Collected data
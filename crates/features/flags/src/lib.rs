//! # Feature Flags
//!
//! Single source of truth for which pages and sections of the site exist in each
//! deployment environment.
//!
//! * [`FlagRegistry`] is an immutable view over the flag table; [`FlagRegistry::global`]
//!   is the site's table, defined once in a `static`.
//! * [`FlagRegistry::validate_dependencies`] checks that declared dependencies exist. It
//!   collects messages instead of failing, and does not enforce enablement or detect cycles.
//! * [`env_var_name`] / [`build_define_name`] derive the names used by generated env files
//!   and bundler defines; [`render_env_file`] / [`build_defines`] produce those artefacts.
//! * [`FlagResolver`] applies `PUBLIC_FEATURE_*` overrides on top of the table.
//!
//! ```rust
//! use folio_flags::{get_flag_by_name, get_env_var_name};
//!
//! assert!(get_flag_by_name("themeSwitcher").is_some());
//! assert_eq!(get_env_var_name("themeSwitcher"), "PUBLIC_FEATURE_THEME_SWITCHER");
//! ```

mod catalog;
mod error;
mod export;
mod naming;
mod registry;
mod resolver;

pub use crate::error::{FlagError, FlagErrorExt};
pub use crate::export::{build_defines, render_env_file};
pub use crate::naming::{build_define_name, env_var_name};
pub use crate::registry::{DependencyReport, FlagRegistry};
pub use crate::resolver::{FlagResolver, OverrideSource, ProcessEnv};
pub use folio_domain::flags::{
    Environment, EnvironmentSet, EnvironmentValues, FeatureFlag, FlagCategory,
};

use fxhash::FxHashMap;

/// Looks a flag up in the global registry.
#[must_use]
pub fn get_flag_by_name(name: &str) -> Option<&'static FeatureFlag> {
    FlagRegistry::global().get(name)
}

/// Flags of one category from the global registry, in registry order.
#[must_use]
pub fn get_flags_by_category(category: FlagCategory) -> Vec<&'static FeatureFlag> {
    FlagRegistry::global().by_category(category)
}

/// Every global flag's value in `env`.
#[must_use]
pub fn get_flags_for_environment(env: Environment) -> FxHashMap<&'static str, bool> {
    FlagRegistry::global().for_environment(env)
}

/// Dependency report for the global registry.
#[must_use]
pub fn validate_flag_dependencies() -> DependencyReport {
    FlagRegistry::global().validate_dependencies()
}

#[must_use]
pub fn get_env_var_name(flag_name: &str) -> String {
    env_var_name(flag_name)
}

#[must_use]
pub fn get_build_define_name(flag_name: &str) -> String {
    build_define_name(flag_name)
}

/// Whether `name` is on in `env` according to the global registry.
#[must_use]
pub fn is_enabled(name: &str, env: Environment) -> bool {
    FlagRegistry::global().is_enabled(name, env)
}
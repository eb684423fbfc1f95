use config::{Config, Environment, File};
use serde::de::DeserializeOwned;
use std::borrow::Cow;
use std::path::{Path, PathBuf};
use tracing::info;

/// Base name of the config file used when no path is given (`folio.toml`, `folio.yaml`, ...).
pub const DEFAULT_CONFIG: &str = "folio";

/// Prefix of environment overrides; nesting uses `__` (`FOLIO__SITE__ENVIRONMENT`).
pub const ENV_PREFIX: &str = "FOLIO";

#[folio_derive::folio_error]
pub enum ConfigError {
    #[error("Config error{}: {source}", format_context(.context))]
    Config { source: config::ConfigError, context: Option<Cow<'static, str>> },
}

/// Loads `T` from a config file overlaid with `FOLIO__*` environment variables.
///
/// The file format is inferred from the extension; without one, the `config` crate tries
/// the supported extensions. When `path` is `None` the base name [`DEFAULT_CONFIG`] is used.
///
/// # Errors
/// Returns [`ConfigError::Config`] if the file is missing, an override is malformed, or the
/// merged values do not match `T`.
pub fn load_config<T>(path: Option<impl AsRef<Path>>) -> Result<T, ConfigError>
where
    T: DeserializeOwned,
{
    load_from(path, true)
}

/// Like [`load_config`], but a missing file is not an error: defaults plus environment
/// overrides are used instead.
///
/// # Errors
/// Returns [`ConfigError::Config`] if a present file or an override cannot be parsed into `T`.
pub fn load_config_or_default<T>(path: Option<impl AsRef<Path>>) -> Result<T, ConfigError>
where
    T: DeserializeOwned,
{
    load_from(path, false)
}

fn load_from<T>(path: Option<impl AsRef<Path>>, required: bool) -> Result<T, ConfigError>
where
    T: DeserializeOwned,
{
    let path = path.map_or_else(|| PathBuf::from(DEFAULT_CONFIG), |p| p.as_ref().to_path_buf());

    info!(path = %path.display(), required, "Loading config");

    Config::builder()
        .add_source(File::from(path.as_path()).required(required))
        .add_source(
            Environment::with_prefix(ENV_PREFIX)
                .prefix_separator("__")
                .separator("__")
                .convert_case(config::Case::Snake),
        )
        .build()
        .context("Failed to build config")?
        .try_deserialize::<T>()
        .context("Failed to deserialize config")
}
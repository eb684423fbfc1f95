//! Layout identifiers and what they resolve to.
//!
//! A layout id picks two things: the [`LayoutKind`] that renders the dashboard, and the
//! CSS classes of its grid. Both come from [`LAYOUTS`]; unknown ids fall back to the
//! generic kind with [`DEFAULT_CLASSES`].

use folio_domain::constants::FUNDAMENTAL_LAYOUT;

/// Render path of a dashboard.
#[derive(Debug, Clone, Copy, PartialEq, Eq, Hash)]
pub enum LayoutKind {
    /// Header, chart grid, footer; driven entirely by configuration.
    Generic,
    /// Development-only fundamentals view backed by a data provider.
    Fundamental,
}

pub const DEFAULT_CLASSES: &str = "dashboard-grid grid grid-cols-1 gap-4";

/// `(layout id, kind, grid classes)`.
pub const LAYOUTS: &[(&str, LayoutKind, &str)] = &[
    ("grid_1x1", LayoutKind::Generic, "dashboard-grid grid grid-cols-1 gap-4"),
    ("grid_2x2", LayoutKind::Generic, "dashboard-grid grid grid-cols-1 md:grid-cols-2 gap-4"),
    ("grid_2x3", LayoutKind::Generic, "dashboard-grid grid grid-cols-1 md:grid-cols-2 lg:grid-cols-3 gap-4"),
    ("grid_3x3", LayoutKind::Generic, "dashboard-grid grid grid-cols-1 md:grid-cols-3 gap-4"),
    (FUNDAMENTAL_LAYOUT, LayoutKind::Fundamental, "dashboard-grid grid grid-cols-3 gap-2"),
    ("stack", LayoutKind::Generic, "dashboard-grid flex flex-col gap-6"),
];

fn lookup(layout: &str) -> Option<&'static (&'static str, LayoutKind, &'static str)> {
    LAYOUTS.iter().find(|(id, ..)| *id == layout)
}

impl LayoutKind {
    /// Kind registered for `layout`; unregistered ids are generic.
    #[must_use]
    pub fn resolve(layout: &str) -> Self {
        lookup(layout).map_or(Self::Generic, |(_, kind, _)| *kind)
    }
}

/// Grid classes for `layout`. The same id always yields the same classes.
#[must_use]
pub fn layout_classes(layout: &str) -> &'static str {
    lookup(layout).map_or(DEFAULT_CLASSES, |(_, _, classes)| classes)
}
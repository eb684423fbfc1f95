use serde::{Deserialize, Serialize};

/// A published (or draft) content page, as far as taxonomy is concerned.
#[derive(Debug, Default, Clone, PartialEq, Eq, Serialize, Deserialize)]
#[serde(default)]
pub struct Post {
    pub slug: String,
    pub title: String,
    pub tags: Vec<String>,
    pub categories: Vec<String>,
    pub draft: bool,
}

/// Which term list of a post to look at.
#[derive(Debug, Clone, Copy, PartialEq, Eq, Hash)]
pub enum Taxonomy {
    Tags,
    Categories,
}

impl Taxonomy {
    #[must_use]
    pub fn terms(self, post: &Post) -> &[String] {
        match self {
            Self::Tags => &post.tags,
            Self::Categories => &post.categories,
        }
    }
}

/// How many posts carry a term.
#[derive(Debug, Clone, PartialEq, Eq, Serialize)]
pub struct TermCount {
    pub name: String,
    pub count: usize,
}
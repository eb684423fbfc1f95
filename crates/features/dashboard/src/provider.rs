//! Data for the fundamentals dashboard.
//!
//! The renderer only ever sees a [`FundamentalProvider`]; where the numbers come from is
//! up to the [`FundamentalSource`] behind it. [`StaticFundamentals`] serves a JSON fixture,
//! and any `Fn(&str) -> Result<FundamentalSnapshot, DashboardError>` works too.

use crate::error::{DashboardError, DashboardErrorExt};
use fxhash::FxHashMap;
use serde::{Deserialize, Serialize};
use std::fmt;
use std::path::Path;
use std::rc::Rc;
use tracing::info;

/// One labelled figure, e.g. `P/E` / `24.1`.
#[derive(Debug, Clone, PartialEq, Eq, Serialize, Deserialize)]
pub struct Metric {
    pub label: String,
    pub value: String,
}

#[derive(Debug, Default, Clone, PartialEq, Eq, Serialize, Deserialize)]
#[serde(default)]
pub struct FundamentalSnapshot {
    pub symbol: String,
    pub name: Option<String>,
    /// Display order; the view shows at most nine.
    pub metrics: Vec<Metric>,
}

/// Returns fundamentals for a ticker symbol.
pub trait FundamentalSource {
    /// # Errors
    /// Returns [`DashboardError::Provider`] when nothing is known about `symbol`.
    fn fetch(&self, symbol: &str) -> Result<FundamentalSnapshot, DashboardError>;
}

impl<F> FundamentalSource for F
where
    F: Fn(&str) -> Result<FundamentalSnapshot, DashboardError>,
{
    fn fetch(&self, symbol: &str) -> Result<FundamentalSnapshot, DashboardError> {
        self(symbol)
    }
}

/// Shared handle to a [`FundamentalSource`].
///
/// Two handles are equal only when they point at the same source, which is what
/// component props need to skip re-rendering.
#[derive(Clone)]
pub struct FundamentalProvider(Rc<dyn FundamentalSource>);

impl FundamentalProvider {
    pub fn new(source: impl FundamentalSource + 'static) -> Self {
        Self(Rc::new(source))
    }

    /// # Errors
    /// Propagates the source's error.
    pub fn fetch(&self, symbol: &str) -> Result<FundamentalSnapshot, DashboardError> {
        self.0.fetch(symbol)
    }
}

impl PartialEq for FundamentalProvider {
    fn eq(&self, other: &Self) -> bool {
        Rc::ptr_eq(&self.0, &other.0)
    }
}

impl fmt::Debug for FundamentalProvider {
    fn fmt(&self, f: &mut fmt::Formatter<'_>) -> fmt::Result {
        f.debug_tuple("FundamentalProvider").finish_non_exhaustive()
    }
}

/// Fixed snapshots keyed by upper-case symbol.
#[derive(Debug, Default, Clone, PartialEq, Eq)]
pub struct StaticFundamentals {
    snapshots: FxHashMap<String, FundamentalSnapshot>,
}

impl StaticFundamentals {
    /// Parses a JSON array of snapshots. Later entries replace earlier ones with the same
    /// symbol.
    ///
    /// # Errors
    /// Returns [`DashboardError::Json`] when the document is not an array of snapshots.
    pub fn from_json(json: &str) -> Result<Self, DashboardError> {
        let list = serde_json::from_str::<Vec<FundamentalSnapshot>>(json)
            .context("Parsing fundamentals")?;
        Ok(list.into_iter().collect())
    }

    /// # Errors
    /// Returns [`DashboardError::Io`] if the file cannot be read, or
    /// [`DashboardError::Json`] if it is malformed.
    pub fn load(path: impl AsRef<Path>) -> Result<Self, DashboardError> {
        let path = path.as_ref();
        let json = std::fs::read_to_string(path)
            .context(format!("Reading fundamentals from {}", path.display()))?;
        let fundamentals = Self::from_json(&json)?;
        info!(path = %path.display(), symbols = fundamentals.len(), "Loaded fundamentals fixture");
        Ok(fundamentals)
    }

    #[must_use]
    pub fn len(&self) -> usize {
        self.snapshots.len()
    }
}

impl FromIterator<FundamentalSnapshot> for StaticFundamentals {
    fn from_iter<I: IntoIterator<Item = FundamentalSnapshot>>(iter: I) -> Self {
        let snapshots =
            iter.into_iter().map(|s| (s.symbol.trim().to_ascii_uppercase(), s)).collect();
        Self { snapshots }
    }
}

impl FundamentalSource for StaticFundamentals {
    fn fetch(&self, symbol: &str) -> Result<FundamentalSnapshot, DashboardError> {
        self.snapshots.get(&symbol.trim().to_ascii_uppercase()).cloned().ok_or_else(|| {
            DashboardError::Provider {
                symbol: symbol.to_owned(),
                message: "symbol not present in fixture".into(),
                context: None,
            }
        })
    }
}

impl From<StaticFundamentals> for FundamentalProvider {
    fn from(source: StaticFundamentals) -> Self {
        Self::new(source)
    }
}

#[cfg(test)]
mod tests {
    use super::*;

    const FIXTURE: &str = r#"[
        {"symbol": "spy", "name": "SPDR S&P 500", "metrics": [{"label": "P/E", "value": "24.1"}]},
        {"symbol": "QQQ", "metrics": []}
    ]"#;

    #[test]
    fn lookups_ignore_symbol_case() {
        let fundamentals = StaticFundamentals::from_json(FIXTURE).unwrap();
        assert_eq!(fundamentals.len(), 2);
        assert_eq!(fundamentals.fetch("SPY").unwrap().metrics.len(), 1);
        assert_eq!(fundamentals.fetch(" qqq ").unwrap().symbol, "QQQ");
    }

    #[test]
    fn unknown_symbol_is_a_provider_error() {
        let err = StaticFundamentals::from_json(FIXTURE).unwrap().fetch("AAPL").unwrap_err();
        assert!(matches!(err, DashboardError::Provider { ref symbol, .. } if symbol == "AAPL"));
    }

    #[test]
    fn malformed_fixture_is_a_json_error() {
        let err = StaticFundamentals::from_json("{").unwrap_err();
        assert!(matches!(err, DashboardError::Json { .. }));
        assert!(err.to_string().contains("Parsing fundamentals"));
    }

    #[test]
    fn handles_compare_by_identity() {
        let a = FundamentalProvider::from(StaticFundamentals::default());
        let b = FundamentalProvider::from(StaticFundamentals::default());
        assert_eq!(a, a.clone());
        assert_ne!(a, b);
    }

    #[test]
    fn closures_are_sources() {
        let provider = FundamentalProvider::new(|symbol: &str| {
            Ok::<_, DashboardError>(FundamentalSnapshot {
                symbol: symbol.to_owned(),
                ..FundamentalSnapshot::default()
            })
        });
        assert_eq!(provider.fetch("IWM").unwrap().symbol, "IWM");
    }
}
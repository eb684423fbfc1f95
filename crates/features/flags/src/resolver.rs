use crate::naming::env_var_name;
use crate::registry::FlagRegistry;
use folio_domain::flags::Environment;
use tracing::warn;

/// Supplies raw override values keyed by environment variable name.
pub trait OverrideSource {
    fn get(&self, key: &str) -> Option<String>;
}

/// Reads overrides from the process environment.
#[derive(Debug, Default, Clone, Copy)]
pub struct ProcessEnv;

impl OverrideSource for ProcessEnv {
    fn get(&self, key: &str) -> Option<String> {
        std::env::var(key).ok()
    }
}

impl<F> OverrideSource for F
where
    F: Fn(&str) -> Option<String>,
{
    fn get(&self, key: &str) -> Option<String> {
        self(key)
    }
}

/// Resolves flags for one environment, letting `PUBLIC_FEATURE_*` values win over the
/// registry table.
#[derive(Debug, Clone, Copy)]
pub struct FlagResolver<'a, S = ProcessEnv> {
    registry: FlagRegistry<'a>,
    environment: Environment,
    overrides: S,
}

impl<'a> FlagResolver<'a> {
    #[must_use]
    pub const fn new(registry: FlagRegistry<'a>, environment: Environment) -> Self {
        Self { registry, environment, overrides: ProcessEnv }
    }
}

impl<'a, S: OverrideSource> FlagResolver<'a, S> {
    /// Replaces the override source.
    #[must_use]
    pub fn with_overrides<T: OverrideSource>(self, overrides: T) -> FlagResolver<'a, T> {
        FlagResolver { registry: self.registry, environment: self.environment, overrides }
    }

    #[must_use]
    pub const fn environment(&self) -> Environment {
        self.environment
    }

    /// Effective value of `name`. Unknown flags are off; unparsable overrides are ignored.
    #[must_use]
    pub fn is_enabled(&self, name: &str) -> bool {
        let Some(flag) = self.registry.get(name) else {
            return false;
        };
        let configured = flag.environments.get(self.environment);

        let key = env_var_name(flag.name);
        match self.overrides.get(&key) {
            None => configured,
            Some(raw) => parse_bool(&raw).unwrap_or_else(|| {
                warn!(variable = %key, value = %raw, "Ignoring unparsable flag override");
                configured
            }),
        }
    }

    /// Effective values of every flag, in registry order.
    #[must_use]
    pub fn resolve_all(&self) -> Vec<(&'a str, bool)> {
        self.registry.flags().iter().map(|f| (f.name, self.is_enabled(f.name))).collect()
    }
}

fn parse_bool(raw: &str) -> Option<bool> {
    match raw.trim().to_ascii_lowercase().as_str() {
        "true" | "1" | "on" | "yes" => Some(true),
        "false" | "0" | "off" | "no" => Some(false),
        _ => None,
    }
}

▶ THE TASK: Using the entries shown above, reproduce verbatim the lines from the line bearing "by upper-case symbol." to the line bearing "pub fn from_json(json: &str)", inclusive.

▶ WRITTEN RESPONSE:
/// Fixed snapshots keyed by upper-case symbol.
#[derive(Debug, Default, Clone, PartialEq, Eq)]
pub struct StaticFundamentals {
    snapshots: FxHashMap<String, FundamentalSnapshot>,
}

impl StaticFundamentals {
    /// Parses a JSON array of snapshots. Later entries replace earlier ones with the same
    /// symbol.
    ///
    /// # Errors
    /// Returns [`DashboardError::Json`] when the document is not an array of snapshots.
    pub fn from_json(json: &str) -> Result<Self, DashboardError> {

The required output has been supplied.